DATASET RECORDS »
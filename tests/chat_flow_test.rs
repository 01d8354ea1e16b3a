//! Integration tests for the messaging channel: fan-out, acks, pushes,
//! mentions, typing, presence, and silent auth failure.

mod common;

use futures_util::StreamExt;
use serde_json::json;
use tokio_tungstenite::tungstenite::Message;

use common::*;
use quckapp_gateway::clients::{PushKind, UserStatus};

#[tokio::test]
async fn send_broadcasts_to_room_then_acks_sender() {
    let (addr, handles, _state) = start_server().await;
    handles.users.insert(profile("u1", "Ann", UserStatus::Online, &[]));
    handles.users.insert(profile("u2", "Ben", UserStatus::Online, &[]));
    handles
        .conversations
        .insert(conversation("c1", false, &["u1", "u2"]));

    let mut ws1 = connect_chat(addr, "u1").await;
    let mut ws2 = connect_chat(addr, "u2").await;

    send_event(
        &mut ws1,
        Some("req-1"),
        "message:send",
        json!({ "conversation_id": "c1", "content": "hello there" }),
    )
    .await;

    let broadcast = wait_for_event(&mut ws2, "message:new").await;
    assert_eq!(broadcast["data"]["message"]["content"], "hello there");
    assert_eq!(broadcast["data"]["message"]["sender_id"], "u1");
    assert_eq!(broadcast["data"]["sender"]["display_name"], "Ann");

    // Sender sees the room broadcast too, then the ack with the message.
    let own_copy = wait_for_event(&mut ws1, "message:new").await;
    assert_eq!(own_copy["data"]["message"]["content"], "hello there");
    let ack = wait_for_event(&mut ws1, "ack").await;
    assert_eq!(ack["id"], "req-1");
    assert_eq!(ack["data"]["success"], true);
    assert_eq!(ack["data"]["message"]["conversation_id"], "c1");
}

#[tokio::test]
async fn sends_from_one_connection_arrive_in_submission_order() {
    let (addr, handles, _state) = start_server().await;
    handles.users.insert(profile("u1", "Ann", UserStatus::Online, &[]));
    handles.users.insert(profile("u2", "Ben", UserStatus::Online, &[]));
    handles
        .conversations
        .insert(conversation("c1", false, &["u1", "u2"]));

    let mut ws1 = connect_chat(addr, "u1").await;
    let mut ws2 = connect_chat(addr, "u2").await;

    // Submit back-to-back without waiting for acks.
    for n in 1..=3 {
        send_event(
            &mut ws1,
            Some(&format!("req-{}", n)),
            "message:send",
            json!({ "conversation_id": "c1", "content": format!("msg {}", n) }),
        )
        .await;
    }

    for n in 1..=3 {
        let frame = wait_for_event(&mut ws2, "message:new").await;
        assert_eq!(frame["data"]["message"]["content"], format!("msg {}", n));
    }
}

#[tokio::test]
async fn offline_recipient_gets_push_and_unread_bump() {
    let (addr, handles, _state) = start_server().await;
    handles.users.insert(profile("u1", "Ann", UserStatus::Online, &[]));
    handles
        .users
        .insert(profile("u2", "Ben", UserStatus::Offline, &["tok-u2"]));
    handles
        .conversations
        .insert(conversation("c1", false, &["u1", "u2"]));

    let mut ws1 = connect_chat(addr, "u1").await;
    send_event(
        &mut ws1,
        Some("req-1"),
        "message:send",
        json!({ "conversation_id": "c1", "content": "you there?" }),
    )
    .await;
    wait_for_event(&mut ws1, "ack").await;

    eventually(
        || !handles.push.sent().is_empty(),
        "offline recipient push dispatched",
    )
    .await;
    let sent = handles.push.sent();
    assert_eq!(sent.len(), 1);
    assert_eq!(sent[0].0, "tok-u2");
    assert_eq!(sent[0].1.kind, PushKind::Message);
    // Direct conversation: title is the sender's display name.
    assert_eq!(sent[0].1.title, "Ann");

    eventually(
        || handles.conversations.unread_count("c1", "u2") == 1,
        "unread counter incremented",
    )
    .await;
    assert_eq!(handles.conversations.unread_count("c1", "u1"), 0);
}

#[tokio::test]
async fn mentioned_offline_user_gets_exactly_one_mention_push() {
    let (addr, handles, _state) = start_server().await;
    handles.users.insert(profile("u1", "Ann", UserStatus::Online, &[]));
    handles.users.insert(profile("u2", "Ben", UserStatus::Online, &[]));
    handles
        .users
        .insert(profile("u3", "Jane", UserStatus::Offline, &["tok-u3"]));
    handles
        .conversations
        .insert(conversation("c1", true, &["u1", "u2", "u3"]));

    let mut ws1 = connect_chat(addr, "u1").await;
    let _ws2 = connect_chat(addr, "u2").await;

    send_event(
        &mut ws1,
        Some("req-1"),
        "message:send",
        json!({ "conversation_id": "c1", "content": "ping @[Jane](u3)" }),
    )
    .await;
    wait_for_event(&mut ws1, "ack").await;

    eventually(
        || !handles.push.sent().is_empty(),
        "mention push dispatched",
    )
    .await;
    // Give the follow-up task a beat to finish everything it would send.
    tokio::time::sleep(std::time::Duration::from_millis(100)).await;

    let to_u3: Vec<_> = handles
        .push
        .sent()
        .into_iter()
        .filter(|(token, _)| token == "tok-u3")
        .collect();
    assert_eq!(to_u3.len(), 1, "u3 must get exactly one push");
    assert_eq!(to_u3[0].1.kind, PushKind::Mention);
    assert_eq!(to_u3[0].1.title, "Ann mentioned you");
}

#[tokio::test]
async fn read_receipt_is_idempotent_across_redelivery() {
    let (addr, handles, _state) = start_server().await;
    handles.users.insert(profile("u1", "Ann", UserStatus::Online, &[]));
    handles.users.insert(profile("u2", "Ben", UserStatus::Online, &[]));
    handles
        .conversations
        .insert(conversation("c1", false, &["u1", "u2"]));

    let mut ws1 = connect_chat(addr, "u1").await;
    let mut ws2 = connect_chat(addr, "u2").await;

    send_event(
        &mut ws1,
        Some("req-1"),
        "message:send",
        json!({ "conversation_id": "c1", "content": "read me" }),
    )
    .await;
    let ack = wait_for_event(&mut ws1, "ack").await;
    let message_id = ack["data"]["message"]["id"].as_str().unwrap().to_string();

    for n in 0..2 {
        send_event(
            &mut ws2,
            Some(&format!("read-{}", n)),
            "message:read",
            json!({ "message_id": message_id, "conversation_id": "c1" }),
        )
        .await;
        let ack = wait_for_event(&mut ws2, "ack").await;
        assert_eq!(ack["data"]["success"], true);
    }

    let stored = handles.messages.fetch(&message_id).unwrap();
    assert_eq!(stored.read_by, vec!["u2".to_string()]);
}

#[tokio::test]
async fn edit_without_conversation_hint_derives_room_from_message() {
    let (addr, handles, _state) = start_server().await;
    handles.users.insert(profile("u1", "Ann", UserStatus::Online, &[]));
    handles.users.insert(profile("u2", "Ben", UserStatus::Online, &[]));
    handles
        .conversations
        .insert(conversation("c1", false, &["u1", "u2"]));

    let mut ws1 = connect_chat(addr, "u1").await;
    let mut ws2 = connect_chat(addr, "u2").await;

    send_event(
        &mut ws1,
        Some("req-1"),
        "message:send",
        json!({ "conversation_id": "c1", "content": "tpyo" }),
    )
    .await;
    let ack = wait_for_event(&mut ws1, "ack").await;
    let message_id = ack["data"]["message"]["id"].as_str().unwrap().to_string();

    send_event(
        &mut ws1,
        Some("req-2"),
        "message:edited",
        json!({ "message_id": message_id, "content": "typo" }),
    )
    .await;

    let edited = wait_for_event(&mut ws2, "message:edited").await;
    assert_eq!(edited["data"]["conversation_id"], "c1");
    assert_eq!(edited["data"]["message"]["content"], "typo");
}

#[tokio::test]
async fn delete_broadcasts_and_removes_message() {
    let (addr, handles, _state) = start_server().await;
    handles.users.insert(profile("u1", "Ann", UserStatus::Online, &[]));
    handles.users.insert(profile("u2", "Ben", UserStatus::Online, &[]));
    handles
        .conversations
        .insert(conversation("c1", false, &["u1", "u2"]));

    let mut ws1 = connect_chat(addr, "u1").await;
    let mut ws2 = connect_chat(addr, "u2").await;

    send_event(
        &mut ws1,
        Some("req-1"),
        "message:send",
        json!({ "conversation_id": "c1", "content": "oops" }),
    )
    .await;
    let ack = wait_for_event(&mut ws1, "ack").await;
    let message_id = ack["data"]["message"]["id"].as_str().unwrap().to_string();

    // No conversation hint: the room is derived from the deleted record.
    send_event(
        &mut ws1,
        Some("req-2"),
        "message:deleted",
        json!({ "message_id": message_id }),
    )
    .await;

    let deleted = wait_for_event(&mut ws2, "message:deleted").await;
    assert_eq!(deleted["data"]["conversation_id"], "c1");
    assert_eq!(deleted["data"]["message_id"], message_id.as_str());
    assert!(handles.messages.fetch(&message_id).is_none());
}

#[tokio::test]
async fn reaction_add_and_remove_broadcast_typed_events() {
    let (addr, handles, _state) = start_server().await;
    handles.users.insert(profile("u1", "Ann", UserStatus::Online, &[]));
    handles.users.insert(profile("u2", "Ben", UserStatus::Online, &[]));
    handles
        .conversations
        .insert(conversation("c1", false, &["u1", "u2"]));

    let mut ws1 = connect_chat(addr, "u1").await;
    let mut ws2 = connect_chat(addr, "u2").await;

    send_event(
        &mut ws1,
        Some("req-1"),
        "message:send",
        json!({ "conversation_id": "c1", "content": "react to me" }),
    )
    .await;
    let ack = wait_for_event(&mut ws1, "ack").await;
    let message_id = ack["data"]["message"]["id"].as_str().unwrap().to_string();

    send_event(
        &mut ws2,
        Some("r-add"),
        "message:reaction:add",
        json!({ "message_id": message_id, "emoji": "👍", "conversation_id": "c1" }),
    )
    .await;
    let added = wait_for_event(&mut ws1, "message:reaction:added").await;
    assert_eq!(added["data"]["emoji"], "👍");
    assert_eq!(added["data"]["user_id"], "u2");

    send_event(
        &mut ws2,
        Some("r-del"),
        "message:reaction:remove",
        json!({ "message_id": message_id, "emoji": "👍", "conversation_id": "c1" }),
    )
    .await;
    let removed = wait_for_event(&mut ws1, "message:reaction:removed").await;
    assert_eq!(removed["data"]["emoji"], "👍");

    let stored = handles.messages.fetch(&message_id).unwrap();
    assert!(stored.reactions.is_empty());
}

#[tokio::test]
async fn typing_relays_to_room_excluding_sender() {
    let (addr, handles, _state) = start_server().await;
    handles.users.insert(profile("u1", "Ann", UserStatus::Online, &[]));
    handles.users.insert(profile("u2", "Ben", UserStatus::Online, &[]));
    handles
        .conversations
        .insert(conversation("c1", false, &["u1", "u2"]));

    let mut ws1 = connect_chat(addr, "u1").await;
    let mut ws2 = connect_chat(addr, "u2").await;

    send_event(
        &mut ws1,
        None,
        "typing:start",
        json!({ "conversation_id": "c1" }),
    )
    .await;

    let typing = wait_for_event(&mut ws2, "typing:start").await;
    assert_eq!(typing["data"]["user_id"], "u1");

    // No ack, and no echo back to the sender.
    assert_no_event(&mut ws1, "typing:start").await;
    assert_no_event(&mut ws1, "ack").await;
}

#[tokio::test]
async fn presence_transitions_broadcast_globally() {
    let (addr, handles, _state) = start_server().await;
    handles.users.insert(profile("u1", "Ann", UserStatus::Online, &[]));
    handles.users.insert(profile("u2", "Ben", UserStatus::Online, &[]));
    // No shared conversation: presence is global, not room-scoped.
    let mut ws1 = connect_chat(addr, "u1").await;
    // A client's own transition is broadcast to it as well; drain it first.
    let own = wait_for_event(&mut ws1, "user:online").await;
    assert_eq!(own["data"]["user_id"], "u1");

    let ws2 = connect_chat(addr, "u2").await;
    let online = wait_for_event(&mut ws1, "user:online").await;
    assert_eq!(online["data"]["user_id"], "u2");

    drop(ws2);
    let offline = wait_for_event(&mut ws1, "user:offline").await;
    assert_eq!(offline["data"]["user_id"], "u2");
    assert!(offline["data"]["last_seen"].is_string());
}

#[tokio::test]
async fn invalid_token_closes_socket_without_error_event() {
    let (addr, _handles, _state) = start_server().await;

    let mut ws = connect(addr, "chat", "not-a-jwt").await;

    // The server must not emit any frame; the socket just closes.
    let next = tokio::time::timeout(std::time::Duration::from_secs(2), ws.next())
        .await
        .expect("socket should close promptly");
    match next {
        None => {}
        Some(Ok(Message::Close(_))) => {}
        Some(Err(_)) => {}
        Some(Ok(other)) => panic!("expected silent close, got {:?}", other),
    }
}

#[tokio::test]
async fn bad_payload_yields_error_ack_and_connection_survives() {
    let (addr, handles, _state) = start_server().await;
    handles.users.insert(profile("u1", "Ann", UserStatus::Online, &[]));
    handles
        .conversations
        .insert(conversation("c1", false, &["u1"]));

    let mut ws1 = connect_chat(addr, "u1").await;

    // Unknown event name.
    send_event(&mut ws1, Some("bad-1"), "message:zap", json!({})).await;
    let ack = wait_for_event(&mut ws1, "ack").await;
    assert_eq!(ack["id"], "bad-1");
    assert_eq!(ack["data"]["success"], false);
    assert!(ack["data"]["error"].is_string());

    // Empty message: handler-level validation error.
    send_event(
        &mut ws1,
        Some("bad-2"),
        "message:send",
        json!({ "conversation_id": "c1" }),
    )
    .await;
    let ack = wait_for_event(&mut ws1, "ack").await;
    assert_eq!(ack["data"]["success"], false);

    // The connection stays open and usable.
    send_event(
        &mut ws1,
        Some("ok-1"),
        "message:send",
        json!({ "conversation_id": "c1", "content": "still alive" }),
    )
    .await;
    let ack = wait_for_event(&mut ws1, "ack").await;
    assert_eq!(ack["data"]["success"], true);
}

#[tokio::test]
async fn healthz_reports_service_and_version() {
    let (addr, _handles, _state) = start_server().await;
    let body: serde_json::Value = reqwest::get(format!("http://{}/healthz", addr))
        .await
        .unwrap()
        .json()
        .await
        .unwrap();
    assert_eq!(body["service"], "quckapp-gateway");
    assert_eq!(body["status"], "ok");
}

TASK DETAILS » How many lines in the listing contain "true"? Answer with the number alone.

PROBLEM SOLUTION » 4